Keystone XL doesn't satisfy U.S. President Barack Obama's environmental demands and should be rejected, billionaire activist Tom Steyer told a Washington summit he sponsored Monday on the controversial pipeline.
"Keystone XL fails his climate test and certainly is not in the interests of the United States," Mr. Steyer, wearing his trademark red plaid tie, told about 100 audience members.
The half-day forum, a collection of speakers and advocates mostly opposed to Keystone XL, gathered to answer the question: "Can Keystone pass the President's climate test?"
That reference was to Mr. Obama's speech last summer when he set the benchmark for the pipeline's approval. "Our national interest will be served only if this project doesn't significantly exacerbate the problem of carbon pollution," Mr. Obama said June 25 in a major speech at Georgetown University outlining his climate-change policy. "The net effects of the pipeline's impact on our climate will be absolutely critical to determining whether this project is allowed to go forward," the President added.

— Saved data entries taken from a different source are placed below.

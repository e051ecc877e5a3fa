//! Forwarding data plane for the skyhook relay
//!
//! Bridges public-facing sockets to `forwarded-tcpip` SSH channels: channel
//! opening with deadlines, the half-close-aware byte pump, the pooled pump
//! buffers, and the public accept loop for TCP tunnels.

pub mod forwarder;
pub mod pool;
pub mod pump;

pub use forwarder::{open_backchannel, Forwarder, CHANNEL_OPEN_TIMEOUT};
pub use pool::{BufferPool, PooledBuffer, DEFAULT_BUFFER_SIZE, MAX_BUFFER_SIZE, MIN_BUFFER_SIZE};
pub use pump::{is_closed_error, splice, PumpStats};

use thiserror::Error;
use tokio::io::{AsyncWrite, AsyncWriteExt};

#[derive(Debug, Error)]
pub enum ForwardError {
    #[error("IO error: {0}")]
    Io(#[from] std::io::Error),

    #[error("SSH error: {0}")]
    Ssh(#[from] russh::Error),

    #[error("timed out opening forwarded-tcpip channel")]
    OpenTimeout,

    #[error("channel open cancelled by session shutdown")]
    Cancelled,

    #[error("pump failed ({})", format_pump_failure(.to_public, .to_channel))]
    Pump {
        to_public: Option<std::io::Error>,
        to_channel: Option<std::io::Error>,
    },
}

fn format_pump_failure(
    to_public: &Option<std::io::Error>,
    to_channel: &Option<std::io::Error>,
) -> String {
    let mut parts = Vec::new();
    if let Some(err) = to_public {
        parts.push(format!("to public: {err}"));
    }
    if let Some(err) = to_channel {
        parts.push(format!("to channel: {err}"));
    }
    parts.join("; ")
}

const BAD_GATEWAY: &[u8] = b"HTTP/1.1 502 Bad Gateway\r\n\
Content-Type: text/plain\r\n\
Content-Length: 11\r\n\
\r\n\
Bad Gateway";

/// Canonical reply when no remote side is reachable for a public request.
pub async fn write_bad_gateway<W>(writer: &mut W) -> std::io::Result<()>
where
    W: AsyncWrite + Unpin,
{
    writer.write_all(BAD_GATEWAY).await?;
    writer.flush().await
}

#[cfg(test)]
mod tests {
    use super::*;
    use std::io;

    #[tokio::test]
    async fn test_bad_gateway_shape() {
        let mut out = Vec::new();
        write_bad_gateway(&mut out).await.unwrap();

        let text = String::from_utf8(out).unwrap();
        assert!(text.starts_with("HTTP/1.1 502 Bad Gateway\r\n"));
        assert!(text.contains("Content-Length: 11\r\n"));
        assert!(text.ends_with("\r\n\r\nBad Gateway"));

        let body = text.split("\r\n\r\n").nth(1).unwrap();
        assert_eq!(body.len(), 11);
    }

    #[test]
    fn test_pump_error_joins_both_directions() {
        let err = ForwardError::Pump {
            to_public: Some(io::Error::new(io::ErrorKind::Other, "short write")),
            to_channel: Some(io::Error::new(io::ErrorKind::Other, "reset mid-read")),
        };
        let text = err.to_string();
        assert!(text.contains("to public: short write"));
        assert!(text.contains("to channel: reset mid-read"));
    }
}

Both sides seized on the ambiguity. Keystone boosters claimed Alberta's vast oil sands reserves would get to market – and be burned – one way or another so the pipeline wouldn't add to overall carbon emissions. Anti-Keystone activists claimed the opposite; that the pipeline, by creating a cost-effective route to global markets and tidewater ports would underpin massive new investment and vast expansion of the oil sands.
On Monday, Mr. Steyer painted a grim picture of dire consequences for approval of Keystone XL, the long-delayed pipeline intended to funnel 830,000 barrels of Alberta oil daily to massive refinery complexes close to seaports on the Texas and Louisiana coasts. "A 'yes' on Keystone would mean more oil extracted, more carbon pollution," he said: adding: "we face irreversible changes that will come at a catastrophic cost."
Keystone will unlock massive further development of Alberta's vast bitumen reserves, he said. But the profits and benefits will go to big oil companies and China.
TransCanada Corp's $5.6-billion pipeline is "a great deal for China and oil-hungry nations where the oil will be exported [but] it will significantly contribute to the carbon pollution driving climate change," Mr. Steyer said. That, in turn, is a "threat to our national security" because of inevitable massive human migrations as a warmer planet floods coastlines and makes some areas uninhabitable.
Few of the arguments were new and Keystone XL proponents were unimpressed by the "summit" of like-minded panelists. "Tom Steyer's events are nothing more than closed-door PR stunts that fail to acknowledge the growing and diverse number of energy and climate experts saying that Keystone XL meets President Obama's climate test," said Matt Dempsey, of Oil Sands Fact Check, a lobby group backing the pipeline. "We hope President Obama will listen to these experts over a billionaire activist."
TransCanada was equally unimpressed by the summit.
"No one should be surprised that this political event has reached a pre-determined outcome," said Shawn Howard, a spokeman for TransCanada. "In fact, that outcome was announced within the first three minutes of Mr. Steyer taking the podium."
The bitter, and long-running, debate over Keystone XL may run on for some time. A final environment impact assessment is due from the State Department soon but any final decision will be made in the Oval Office.
Mr. Obama seems in no hurry, despite increasingly shrill Canadian government statements, including Prime Minister Stephen Harper's claim that he "won't take 'no' for an answer" irrespective of the U.S. process.
Mr. Steyer, who calls Keystone XL a "literal and figurative line in the sand" is among many who see the decision as a litmus test of the president's commitment to cutting carbon emissions on climate change. Meanwhile, solid majorities in Congress and among ordinary Americans back approval of the pipeline.
Monday's summit was co-sponsored by the Center for American Progress Action Fun and NextGen Climate Action, a group founded by Mr. Steyer to "act politically to avert climate disaster and preserve American prosperity."
Since retiring from the private sector, where he ran major investment funds, Mr. Steyer has emerged as one of America's foremost – and biggest spending – political activists on climate issues. He has backed various political campaign aimed at electing candidates committed to environmental and renewable energy projects.
A billionaire, Mr. Steyer has also joined Bill Gates, Warren Buffett and other very-high-wealth Americans in the so-called Giving Pledge in which they commit to donating the bulk of their wealth to charitable and non-profit activities.